NEW YORK – Stocks rise at the start of trading on Wall Street on Thursday. The S&P 500 is up 0.8% and on pace for a rare winning week. Companies that benefit the most from a healthy economy have led the way, including commodity producers. Energy stocks did better after oil prices recouped some of their big losses from earlier in the week. The bond market is still signaling concern of a potential recession, and a new report shows more workers have applied for unemployment benefits than expected. The two-year Treasury yield is higher than the 10-year yield, a relatively rare thing seen by some investors as a bad omen.

THIS IS A BREAKING NEWS UPDATE. AP’s previous story follows below.

NEW YORK – Wall Street rose Thursday ahead of two days of U.S. jobs data that could offer clues about how employers are handling spiraling costs and rising interest rates, with the Federal Reserve continuing an aggressive push to bring inflation under control.

Dow Jones Industrials futures rose 0.5% and S&P 500 futures gained 0.4%. Lower oil prices have somewhat alleviated inflation concerns.

Shares in Europe rose on a day when British Prime Minister Boris Johnson announced that he was resigning in the middle a flood of resignations from members of his conservative party.

Oil prices rose slightly but remain below $100 a barrel.

Investors fear aggressive rate hikes in the US and Europe containing the rise in prices which has reached its highest level in four decades could depress global economic activity.

“Stocks have risen because commodity and oil prices are collapsing,” said Stephen Innes of SPI Asset Management. “Both are the critical targets that Fed policy is designed to tame; therefore, inflation expectations are under control.

On Thursday, the Labor Department releases its weekly jobless claims report, which typically tracks the number of layoffs in the United States. On Friday, the more detailed June jobs report, which will give investors a more detailed look at how certain sectors of the economy are handling high inflation for four decades and rapidly rising interest rates.
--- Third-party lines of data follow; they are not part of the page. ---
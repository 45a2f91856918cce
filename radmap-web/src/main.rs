mod handlers;
mod logging;
mod models;
mod router;
mod state;
mod templates;

use clap::Parser;
use std::sync::Arc;
use tracing::info;

use radmap_core::export::{CommandExportRunner, ExportRunner};
use radmap_core::layout::GridLayout;
use radmap_core::storage::{DatabaseStorage, InMemoryStorage, Storage};
use radmap_core::{Batch, DatabaseManager, Sample};

use state::AppState;

#[derive(Parser)]
#[command(name = "radmap-web")]
#[command(about = "Web viewer for catalog genotypes and manual corrections")]
#[command(version = "0.1.0")]
struct Cli {
    /// Port to listen on
    #[arg(long, default_value_t = 3000)]
    port: u16,

    /// Database name forwarded to export jobs
    #[arg(long, default_value = "radtags")]
    database: String,

    /// Genotype grid column count
    #[arg(long, default_value_t = GridLayout::DEFAULT_COLUMNS)]
    columns: usize,

    /// Serve seeded in-memory data instead of connecting to the database
    #[arg(long)]
    demo: bool,
}

#[tokio::main]
async fn main() -> anyhow::Result<()> {
    let cli = Cli::parse();

    // Load environment variables
    dotenv::dotenv().ok();

    logging::init_logging();

    let storage: Arc<dyn Storage> = if cli.demo {
        info!("Serving seeded in-memory data");
        Arc::new(demo_storage())
    } else {
        info!("Initializing database storage...");
        let db_manager = DatabaseManager::new().await?;
        db_manager.run_migrations().await?;
        Arc::new(DatabaseStorage::new(db_manager))
    };

    let exporter: Arc<dyn ExportRunner> = Arc::new(CommandExportRunner::from_env());

    let app_state = AppState {
        storage,
        exporter,
        database: cli.database,
        layout: GridLayout::new(cli.columns),
    };

    let app = router::app_router(app_state);

    let bind_addr = format!("0.0.0.0:{}", cli.port);
    let listener = tokio::net::TcpListener::bind(&bind_addr).await?;
    info!("Genotype viewer listening on {bind_addr}");
    axum::serve(listener, app).await?;

    Ok(())
}

/// A small mapping cross for poking at the pages without a database.
fn demo_storage() -> InMemoryStorage {
    let storage = InMemoryStorage::new();
    storage.add_batch(Batch {
        id: 1,
        date: chrono::NaiveDate::from_ymd_opt(2011, 3, 14),
        description: "demo cross".to_string(),
    });

    for id in 1..=23 {
        storage.add_sample(Sample {
            id,
            batch_id: 1,
            file: format!("progeny_{id:02}"),
        });
    }

    for id in 1..=23 {
        let genotype = match id % 3 {
            0 => "ll",
            1 => "lm",
            _ => "--",
        };
        storage.add_genotype(1, 1, id, genotype);
    }
    storage.add_correction(1, 1, 5, "lm");

    for id in 1..=20 {
        let genotype = if id % 2 == 0 { "nn" } else { "np" };
        storage.add_genotype(1, 2, id, genotype);
    }

    storage
}
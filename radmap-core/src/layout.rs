//! Fixed-width grid layout for the genotype table.

/// Arranges cells left-to-right, top-to-bottom into rows of a fixed width,
/// right-padding the final row so every row has exactly `columns` cells.
///
/// Row-count sizing is deliberately independent from the cells actually
/// laid out: the viewer sizes its grid from the batch's total sample
/// count, which can exceed the number of samples that returned a genotype.
#[derive(Debug, Clone, Copy)]
pub struct GridLayout {
    columns: usize,
}

impl GridLayout {
    pub const DEFAULT_COLUMNS: usize = 10;

    pub fn new(columns: usize) -> Self {
        Self {
            columns: columns.max(1),
        }
    }

    pub fn columns(&self) -> usize {
        self.columns
    }

    /// Rows needed to lay out `cells` items: `ceil(cells / columns)`.
    pub fn row_count(&self, cells: usize) -> usize {
        cells.div_ceil(self.columns)
    }

    /// Split `cells` into rows; pad cells are `None`.
    pub fn arrange<T>(&self, cells: Vec<T>) -> Vec<Vec<Option<T>>> {
        let mut rows = Vec::with_capacity(self.row_count(cells.len()));
        let mut row = Vec::with_capacity(self.columns);

        for cell in cells {
            row.push(Some(cell));
            if row.len() == self.columns {
                rows.push(row);
                row = Vec::with_capacity(self.columns);
            }
        }

        if !row.is_empty() {
            while row.len() < self.columns {
                row.push(None);
            }
            rows.push(row);
        }

        rows
    }
}

impl Default for GridLayout {
    fn default() -> Self {
        Self::new(Self::DEFAULT_COLUMNS)
    }
}

#[cfg(test)]
mod tests {
    use super::*;

    #[test]
    fn row_counts_match_ceiling_division() {
        let layout = GridLayout::default();
        let expected = [(0, 0), (1, 1), (9, 1), (10, 1), (11, 2), (23, 3)];
        for (cells, rows) in expected {
            assert_eq!(layout.row_count(cells), rows, "{cells} cells");
        }
    }

    #[test]
    fn every_row_is_padded_to_the_column_count() {
        let layout = GridLayout::default();
        for count in [1usize, 9, 10, 11, 23] {
            let grid = layout.arrange((0..count).collect());
            assert_eq!(grid.len(), layout.row_count(count));
            for row in &grid {
                assert_eq!(row.len(), layout.columns());
            }
            let filled: usize = grid.iter().flatten().filter(|c| c.is_some()).count();
            assert_eq!(filled, count);
        }
    }

    #[test]
    fn cells_fill_left_to_right_top_to_bottom() {
        let layout = GridLayout::new(3);
        let grid = layout.arrange(vec![1, 2, 3, 4]);
        assert_eq!(grid[0], vec![Some(1), Some(2), Some(3)]);
        assert_eq!(grid[1], vec![Some(4), None, None]);
    }

    #[test]
    fn empty_input_produces_no_rows() {
        let layout = GridLayout::default();
        let grid: Vec<Vec<Option<u8>>> = layout.arrange(Vec::new());
        assert!(grid.is_empty());
    }

    #[test]
    fn zero_columns_is_clamped() {
        let layout = GridLayout::new(0);
        assert_eq!(layout.columns(), 1);
        assert_eq!(layout.row_count(3), 3);
    }
}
The labor market has remained very strong in the aftermath of the coronavirus outbreak, but there are signs that the landscape could become more challenging.

On Wednesday, the Labor Department reported that U.S. employers announced fewer jobs in May amid signs of a weakening economy, though overall demand for workers remained strong.

At noon, the FTSE 100 in London gained 1.3%, the DAX in Frankfurt gained 1.6% and the CAC 40 in Paris advanced 1.5%.

In Asia, the Shanghai Composite Index rose 0.3% to 3,364.40 and the Nikkei 225 in Tokyo gained 1.5% to 26,490.53. The Hang Seng in Hong Kong closed 0.3% higher at 21,643.58 after spending much of the day in negative territory.

Seoul’s Kospi climbed 1.8% to 2,334.27 and Sydney’s S&P-ASX 200 rose 0.8% to 6,648.00.

The Indian Sensex advanced 0.7% to 54,107.97. New Zealand fell while Southeast Asian markets rose.

Wednesday, the The Fed released notes at the last meeting, stating that “an even more restrictive stance might be appropriate” to bring inflation back to its 2% target. Fed officials have acknowledged that this could weaken the economy.

Major US indexes closed higher after the Fed’s release on Wednesday.

The The Fed raised its key interest rate last month by three-quarters of a point to a range of 1.5% to 1.75%, the biggest increase in nearly three decades. Chairman Jerome Powell suggested at the time that a rate hike of half or three-quarters of a point, three times the Fed’s usual margin, was likely when policymakers meet later this month.

Notes released Wednesday following the June 14-15 Fed meeting confirmed that other officials had agreed such an increase would be “likely appropriate.”

Inflation was boosted by Russia’s attack on Ukraine, which drove up the prices of oil and other raw materials, and Chinese anti-virus controls which shut down Shanghai and other industrial centers and disrupted supply chains.

Oil prices closed below $100 a barrel on Tuesday for the first time since early May, but U.S. crude is still up more than 30% this year.

Benchmark U.S. crude gained 96 cents to $99.49 a barrel in electronic trading on the New York Mercantile Exchange. The contract lost 97 cents to $98.53 a barrel on Wednesday. Brent crude, the price basis for international trade, rose 91 cents to $101.60 a barrel in London. It fell from $2.08 the previous session to $100.69.

The dollar fell to 135.63 yen from 135.98 yen on Wednesday. The Euro rose slightly to $1.0194 from $1.0182.